Setting up fencing around the park (with Mecklenburg County’s permission) and having police officers wand people entering would cost a lot of money. It would be a hassle. It would make uptown look like a police state.

But a variation of this has been done before, with Charlotte’s old “extraordinary events ordinance.”

That was passed before the Democratic National Convention in 2012. It gave police additional search powers and prohibited people from carrying items like chains, rocks and weapons. It was repealed in 2017 because CMPD said it was no longer necessary.

City Council member Malcolm Graham said that while people criticized the ordinance from a civil rights perspective, it might be worth a discussion to bring it back.

He was less enthusiastic about fencing the park and wanding everyone who enters.

“I don’t want to have knee-jerk reactions,” Graham said.

What does the state say about guns?

The GOP-controlled General Assembly has expanded gun rights for concealed permit holders, but it appears there could be a way for the city of Charlotte and Mecklenburg County to prohibit most guns inside Romare Bearden Park for future events.

There are three scenarios in which someone could bring a gun into the park.

  • Have a concealed carry permit.
  • Open-carry a rifle or other gun. People sometimes do this at political protests.
  • Hide a handgun in a bag or your pants.

Let’s start with concealed carry.
State law has long prohibited cities and towns from passing their own regulations as to where people can legally carry concealed weapons, with few exceptions.

One exception is government-owned buildings. The other exception is “recreational facilities.”

In 2013, the General Assembly detailed what recreational facilities are, and the intent appears to be to prohibit people from bringing guns to sporting events. The law, however, specifically says that concealed carry is allowed on greenways and bikeways, as well as “open areas or fields where athletic events may occur.”

State law prohibits guns of any kind — even with a concealed carry permit — “at any parade, funeral procession, picket line, or demonstration upon any private health care facility …”

A New Year’s Eve celebration is similar to a parade, but it’s hard to argue that it is one.

All that suggests that if someone has a concealed carry license, the city of Charlotte can’t stop them from bringing a gun into Romare Bearden Park.

But what about enforcing a general prohibition on guns, with exceptions for people with concealed carry permits?

State law specifically says that cities, towns and counties can prohibit “the possession of firearms in public-owned buildings, on the grounds or parking areas of those buildings, or in public parks or recreation areas …”

And the city of Charlotte and Mecklenburg County (which owns Romare Bearden) already have ordinances prohibiting guns in their parks.

Could the city then put up fencing around the park, and have a handful of entrances so people could be wanded and searched?

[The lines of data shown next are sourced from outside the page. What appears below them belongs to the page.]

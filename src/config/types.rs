//! Configuration types.
//!
//! This module defines the enums and structs used for client configuration
//! and command-line argument parsing.

use std::time::Duration;

use clap::ValueEnum;
use strum_macros::EnumIter as EnumIterMacro;

use crate::config::constants::DEFAULT_TIMEOUT_VALUE;

/// Logging level for the application.
///
/// Controls the verbosity of log output, from most restrictive (Error) to most
/// verbose (Trace).
#[derive(Clone, Debug, ValueEnum)]
pub enum LogLevel {
    /// Only error messages
    Error,
    /// Error and warning messages
    Warn,
    /// Error, warning, and informational messages
    Info,
    /// All messages except trace
    Debug,
    /// All messages including trace
    Trace,
}

impl From<LogLevel> for log::LevelFilter {
    fn from(l: LogLevel) -> Self {
        match l {
            LogLevel::Error => log::LevelFilter::Error,
            LogLevel::Warn => log::LevelFilter::Warn,
            LogLevel::Info => log::LevelFilter::Info,
            LogLevel::Debug => log::LevelFilter::Debug,
            LogLevel::Trace => log::LevelFilter::Trace,
        }
    }
}

/// Log output format.
///
/// Controls how log messages are formatted:
/// - `Plain`: Human-readable format with colors (default)
/// - `Json`: Structured JSON format for machine parsing
#[derive(Clone, Debug, ValueEnum)]
pub enum LogFormat {
    /// Human-readable format with colors (default)
    Plain,
    /// Structured JSON format for machine parsing
    Json,
}

/// HTTP transport trace verbosity.
///
/// Distinct from [`LogLevel`]: the log level filters which log lines are
/// shown at all, while the verbosity decides how much of each HTTP exchange
/// is traced in the first place. The enum is translated at the transport
/// boundary, so nothing outside the fetch path depends on it.
#[derive(Clone, Copy, Debug, Default, PartialEq, Eq, ValueEnum, EnumIterMacro)]
pub enum Verbosity {
    /// No transport tracing
    None,
    /// Request line and response status line
    #[default]
    Basic,
    /// `Basic` plus request and response header dumps
    Headers,
    /// `Headers` plus the full response body
    Body,
}

impl Verbosity {
    /// True when this verbosity traces at least as much as `other`.
    pub(crate) fn at_least(self, other: Verbosity) -> bool {
        self as u8 >= other as u8
    }
}

/// Unit in which the configured connect timeout value is measured.
#[derive(Clone, Copy, Debug, Default, PartialEq, Eq, ValueEnum, EnumIterMacro)]
pub enum TimeoutUnit {
    /// Milliseconds
    Milliseconds,
    /// Seconds
    #[default]
    Seconds,
    /// Minutes
    Minutes,
    /// Hours
    Hours,
}

impl TimeoutUnit {
    /// Converts a raw timeout value in this unit into a [`Duration`].
    pub fn to_duration(self, value: u64) -> Duration {
        match self {
            TimeoutUnit::Milliseconds => Duration::from_millis(value),
            TimeoutUnit::Seconds => Duration::from_secs(value),
            TimeoutUnit::Minutes => Duration::from_secs(value.saturating_mul(60)),
            TimeoutUnit::Hours => Duration::from_secs(value.saturating_mul(3600)),
        }
    }
}

/// Client configuration read at the moment a transport client is built.
///
/// Plain data, no validation on set: a zero timeout is passed through to the
/// transport layer, which surfaces its own error at call time. Changes made
/// while a request is in flight apply to the next call, never the current one.
#[derive(Debug, Clone)]
pub struct ClientConfig {
    /// Connect timeout value, measured in `timeout_unit`
    pub timeout_value: u64,

    /// Unit for `timeout_value`
    pub timeout_unit: TimeoutUnit,

    /// HTTP transport trace verbosity
    pub verbosity: Verbosity,

    /// Silently re-send once after a connect-phase failure
    pub retry_on_connect_failure: bool,
}

impl Default for ClientConfig {
    fn default() -> Self {
        Self {
            timeout_value: DEFAULT_TIMEOUT_VALUE,
            timeout_unit: TimeoutUnit::Seconds,
            verbosity: Verbosity::Basic,
            retry_on_connect_failure: true,
        }
    }
}

#[cfg(test)]
mod tests {
    use super::*;
    use strum::IntoEnumIterator;

    #[test]
    fn test_log_level_conversion() {
        assert_eq!(
            log::LevelFilter::from(LogLevel::Error),
            log::LevelFilter::Error
        );
        assert_eq!(
            log::LevelFilter::from(LogLevel::Warn),
            log::LevelFilter::Warn
        );
        assert_eq!(
            log::LevelFilter::from(LogLevel::Info),
            log::LevelFilter::Info
        );
        assert_eq!(
            log::LevelFilter::from(LogLevel::Debug),
            log::LevelFilter::Debug
        );
        assert_eq!(
            log::LevelFilter::from(LogLevel::Trace),
            log::LevelFilter::Trace
        );
    }

    #[test]
    fn test_config_default() {
        let config = ClientConfig::default();
        assert_eq!(config.timeout_value, 60);
        assert_eq!(config.timeout_unit, TimeoutUnit::Seconds);
        assert_eq!(config.verbosity, Verbosity::Basic);
        assert!(config.retry_on_connect_failure);
    }

    #[test]
    fn test_timeout_unit_to_duration() {
        assert_eq!(
            TimeoutUnit::Milliseconds.to_duration(1500),
            Duration::from_millis(1500)
        );
        assert_eq!(TimeoutUnit::Seconds.to_duration(60), Duration::from_secs(60));
        assert_eq!(
            TimeoutUnit::Minutes.to_duration(2),
            Duration::from_secs(120)
        );
        assert_eq!(
            TimeoutUnit::Hours.to_duration(1),
            Duration::from_secs(3600)
        );
    }

    #[test]
    fn test_timeout_unit_zero_passes_through() {
        // No validation on set: zero is converted as-is and left for the
        // transport layer to reject.
        for unit in TimeoutUnit::iter() {
            assert_eq!(unit.to_duration(0), Duration::ZERO);
        }
    }

    #[test]
    fn test_verbosity_ordering() {
        assert!(Verbosity::Body.at_least(Verbosity::Headers));
        assert!(Verbosity::Headers.at_least(Verbosity::Basic));
        assert!(Verbosity::Basic.at_least(Verbosity::None));
        assert!(!Verbosity::None.at_least(Verbosity::Basic));
        assert!(!Verbosity::Basic.at_least(Verbosity::Headers));
    }

    #[test]
    fn test_verbosity_at_least_is_reflexive() {
        for verbosity in Verbosity::iter() {
            assert!(
                verbosity.at_least(verbosity),
                "{:?} should trace at least as much as itself",
                verbosity
            );
        }
    }

    #[test]
    fn test_verbosity_default_is_basic() {
        assert_eq!(Verbosity::default(), Verbosity::Basic);
    }
}
//! Logger initialization.
//!
//! This module provides functions to initialize the logger with custom formatting.

use std::io::Write;

use colored::*;
use log::LevelFilter;

use crate::config::LogFormat;
use crate::error_handling::InitializationError;

/// Initializes the logger with the specified level and format.
///
/// Configures `env_logger` with custom formatting. Supports both plain text
/// (with colors and emojis) and JSON formats for structured logging.
///
/// The logger reads from the `RUST_LOG` environment variable by default, but
/// the provided `level` parameter will override it. This allows developers to
/// use `RUST_LOG=debug` for quick debugging while still supporting explicit
/// CLI control via `--log-level`.
///
/// # Arguments
///
/// * `level` - Minimum log level to display (overrides `RUST_LOG` if set)
/// * `format` - Log format (Plain or Json)
///
/// # Errors
///
/// Returns `InitializationError::LoggerError` if logger initialization fails.
pub fn init_logger_with(level: LevelFilter, format: LogFormat) -> Result<(), InitializationError> {
    colored::control::set_override(true);

    // Read from RUST_LOG environment variable first, then override with CLI arg
    let mut builder = env_logger::Builder::from_default_env();

    // Override with CLI-provided level (takes precedence over RUST_LOG)
    builder.filter_level(level);
    builder.filter_module("reqwest", LevelFilter::Info);
    builder.filter_module("hyper", LevelFilter::Info);
    builder.filter_module("rustls", LevelFilter::Info);
    builder.filter_module("net_identity", level);

    match format {
        LogFormat::Json => {
            builder.format(|buf, record| {
                writeln!(
                    buf,
                    "{{\"ts\":{},\"level\":\"{}\",\"target\":\"{}\",\"msg\":{}}}",
                    chrono::Utc::now().timestamp_millis(),
                    record.level(),
                    record.target(),
                    serde_json::to_string(&record.args().to_string())
                        .unwrap_or_else(|_| "\"\"".into())
                )
            });
        }
        LogFormat::Plain => {
            builder.format(|buf, record| {
                let level = record.level();
                let colored_level = match level {
                    log::Level::Error => level.to_string().red(),
                    log::Level::Warn => level.to_string().yellow(),
                    log::Level::Info => level.to_string().green(),
                    log::Level::Debug => level.to_string().blue(),
                    log::Level::Trace => level.to_string().purple(),
                };

                let emoji = match level {
                    log::Level::Error => "❌",
                    log::Level::Warn => "⚠️",
                    log::Level::Info => "✔️",
                    log::Level::Debug => "🔍",
                    log::Level::Trace => "🔬",
                };

                writeln!(
                    buf,
                    "{} {} [{}] {}",
                    emoji,
                    record.target().cyan(),
                    colored_level,
                    record.args()
                )
            });
        }
    }

    // Use try_init() instead of init() to avoid panicking if logger is already initialized
    // This is important for tests where logger may be initialized multiple times
    builder.try_init().map_err(InitializationError::from)?;

    Ok(())
}
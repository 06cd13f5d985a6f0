//! Verbosity-scaled transport tracing.
//!
//! Diagnostic side effect only; nothing in the fetch contract depends on it.

use log::info;
use reqwest::header::HeaderMap;
use reqwest::{Request, StatusCode};

use crate::config::Verbosity;

pub(crate) fn trace_request(verbosity: Verbosity, request: &Request) {
    if !verbosity.at_least(Verbosity::Basic) {
        return;
    }
    info!("Request: {} {}", request.method(), request.url());
    if verbosity.at_least(Verbosity::Headers) {
        for (name, value) in request.headers() {
            info!("Request header: {}: {}", name, value.to_str().unwrap_or("<binary>"));
        }
    }
}

pub(crate) fn trace_response(
    verbosity: Verbosity,
    status: StatusCode,
    headers: &HeaderMap,
    body: &str,
) {
    if !verbosity.at_least(Verbosity::Basic) {
        return;
    }
    info!("Response: {status}");
    if verbosity.at_least(Verbosity::Headers) {
        for (name, value) in headers {
            info!("Response header: {}: {}", name, value.to_str().unwrap_or("<binary>"));
        }
    }
    if verbosity.at_least(Verbosity::Body) {
        if body.is_empty() {
            info!("Response body: (empty)");
        } else {
            info!("Response body: {body}");
        }
    }
}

People with handguns and concealed carry permits would be allowed to enter, as the law allows. People with concealed handguns and no permit would be arrested, as would anyone who attempts to enter the park with a rifle across their shoulder.

And could the city give CMPD more leeway — through a new extraordinary events ordinance — to stop and search people?

(That would create new problems about potential profiling.)

Inside Politics texted with Charlotte City Attorney Patrick Baker about that idea.

He said maybe — but cautioned it might be difficult for the city to search people without a reasonable suspicion that they are about to commit a crime.

Murders down — but uptown feels less safe

In an interview, Bokhari said he hadn’t thought yet about what gun control measures the city could take.

The uptown shootings come as the city has received some good news about overall crime. CMPD says there were 96 people murdered in the city in 2023, down from 107 in 2022.

But uptown has become a particular problem.

Last summer, Fourth Ward residents urged the city to take stronger action against public drinking and public defecation and urination. July 4th celebrations were marred by chaos and fights that led to 47 people being arrested.

And now the New Year’s Eve shootings at Romare Bearden.

Said Graham: “We can’t have a shooting in uptown Charlotte. That’s our living room. That’s our center of commerce. People live in uptown.”